▶ PROBLEM STATEMENT
Tally every line of the records below that includes "sqlx", and reply with the total alone.
----------------
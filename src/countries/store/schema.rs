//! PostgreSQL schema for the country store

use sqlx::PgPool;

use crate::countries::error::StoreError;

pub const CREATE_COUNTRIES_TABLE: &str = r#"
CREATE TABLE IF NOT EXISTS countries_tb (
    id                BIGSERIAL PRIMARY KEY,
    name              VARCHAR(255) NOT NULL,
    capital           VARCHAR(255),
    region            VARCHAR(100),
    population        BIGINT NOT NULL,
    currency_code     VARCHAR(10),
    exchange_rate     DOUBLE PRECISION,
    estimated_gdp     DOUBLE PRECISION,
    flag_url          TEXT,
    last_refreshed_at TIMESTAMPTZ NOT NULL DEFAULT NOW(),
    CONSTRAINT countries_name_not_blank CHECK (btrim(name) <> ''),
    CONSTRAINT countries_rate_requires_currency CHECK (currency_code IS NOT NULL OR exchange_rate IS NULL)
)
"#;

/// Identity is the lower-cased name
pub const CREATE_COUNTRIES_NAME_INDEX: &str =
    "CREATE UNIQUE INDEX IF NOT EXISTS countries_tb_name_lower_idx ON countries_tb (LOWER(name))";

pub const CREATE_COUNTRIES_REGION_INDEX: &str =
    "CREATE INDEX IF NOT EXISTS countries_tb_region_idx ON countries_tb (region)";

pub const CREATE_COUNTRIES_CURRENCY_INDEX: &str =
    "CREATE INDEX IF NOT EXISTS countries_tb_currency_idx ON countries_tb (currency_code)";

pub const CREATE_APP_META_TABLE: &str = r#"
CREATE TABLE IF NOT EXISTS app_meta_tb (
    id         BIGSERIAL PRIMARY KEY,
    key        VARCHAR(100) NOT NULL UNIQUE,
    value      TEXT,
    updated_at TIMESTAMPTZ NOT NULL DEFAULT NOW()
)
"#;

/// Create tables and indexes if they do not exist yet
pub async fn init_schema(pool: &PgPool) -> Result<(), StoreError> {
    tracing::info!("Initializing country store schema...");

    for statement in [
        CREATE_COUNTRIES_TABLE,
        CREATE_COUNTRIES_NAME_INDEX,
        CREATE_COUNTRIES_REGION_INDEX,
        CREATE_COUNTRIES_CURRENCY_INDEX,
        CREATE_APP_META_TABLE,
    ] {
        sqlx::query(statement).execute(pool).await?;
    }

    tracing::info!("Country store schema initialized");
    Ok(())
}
----------------
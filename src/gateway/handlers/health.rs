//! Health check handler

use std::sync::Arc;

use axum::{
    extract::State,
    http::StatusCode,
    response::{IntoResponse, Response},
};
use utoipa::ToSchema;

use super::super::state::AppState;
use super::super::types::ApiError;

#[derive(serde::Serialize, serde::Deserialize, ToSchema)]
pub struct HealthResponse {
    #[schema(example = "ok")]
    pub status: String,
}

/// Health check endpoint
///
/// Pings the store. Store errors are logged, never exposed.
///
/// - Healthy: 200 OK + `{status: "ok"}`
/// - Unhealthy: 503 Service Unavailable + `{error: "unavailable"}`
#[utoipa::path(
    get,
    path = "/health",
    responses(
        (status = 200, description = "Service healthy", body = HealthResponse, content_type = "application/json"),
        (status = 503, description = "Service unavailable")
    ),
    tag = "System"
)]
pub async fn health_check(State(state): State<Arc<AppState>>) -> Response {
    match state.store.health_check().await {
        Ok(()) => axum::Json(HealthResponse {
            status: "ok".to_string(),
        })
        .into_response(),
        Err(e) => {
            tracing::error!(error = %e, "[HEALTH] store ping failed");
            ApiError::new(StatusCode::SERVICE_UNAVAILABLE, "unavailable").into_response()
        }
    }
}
----------------
▶ ANSWER BOX
2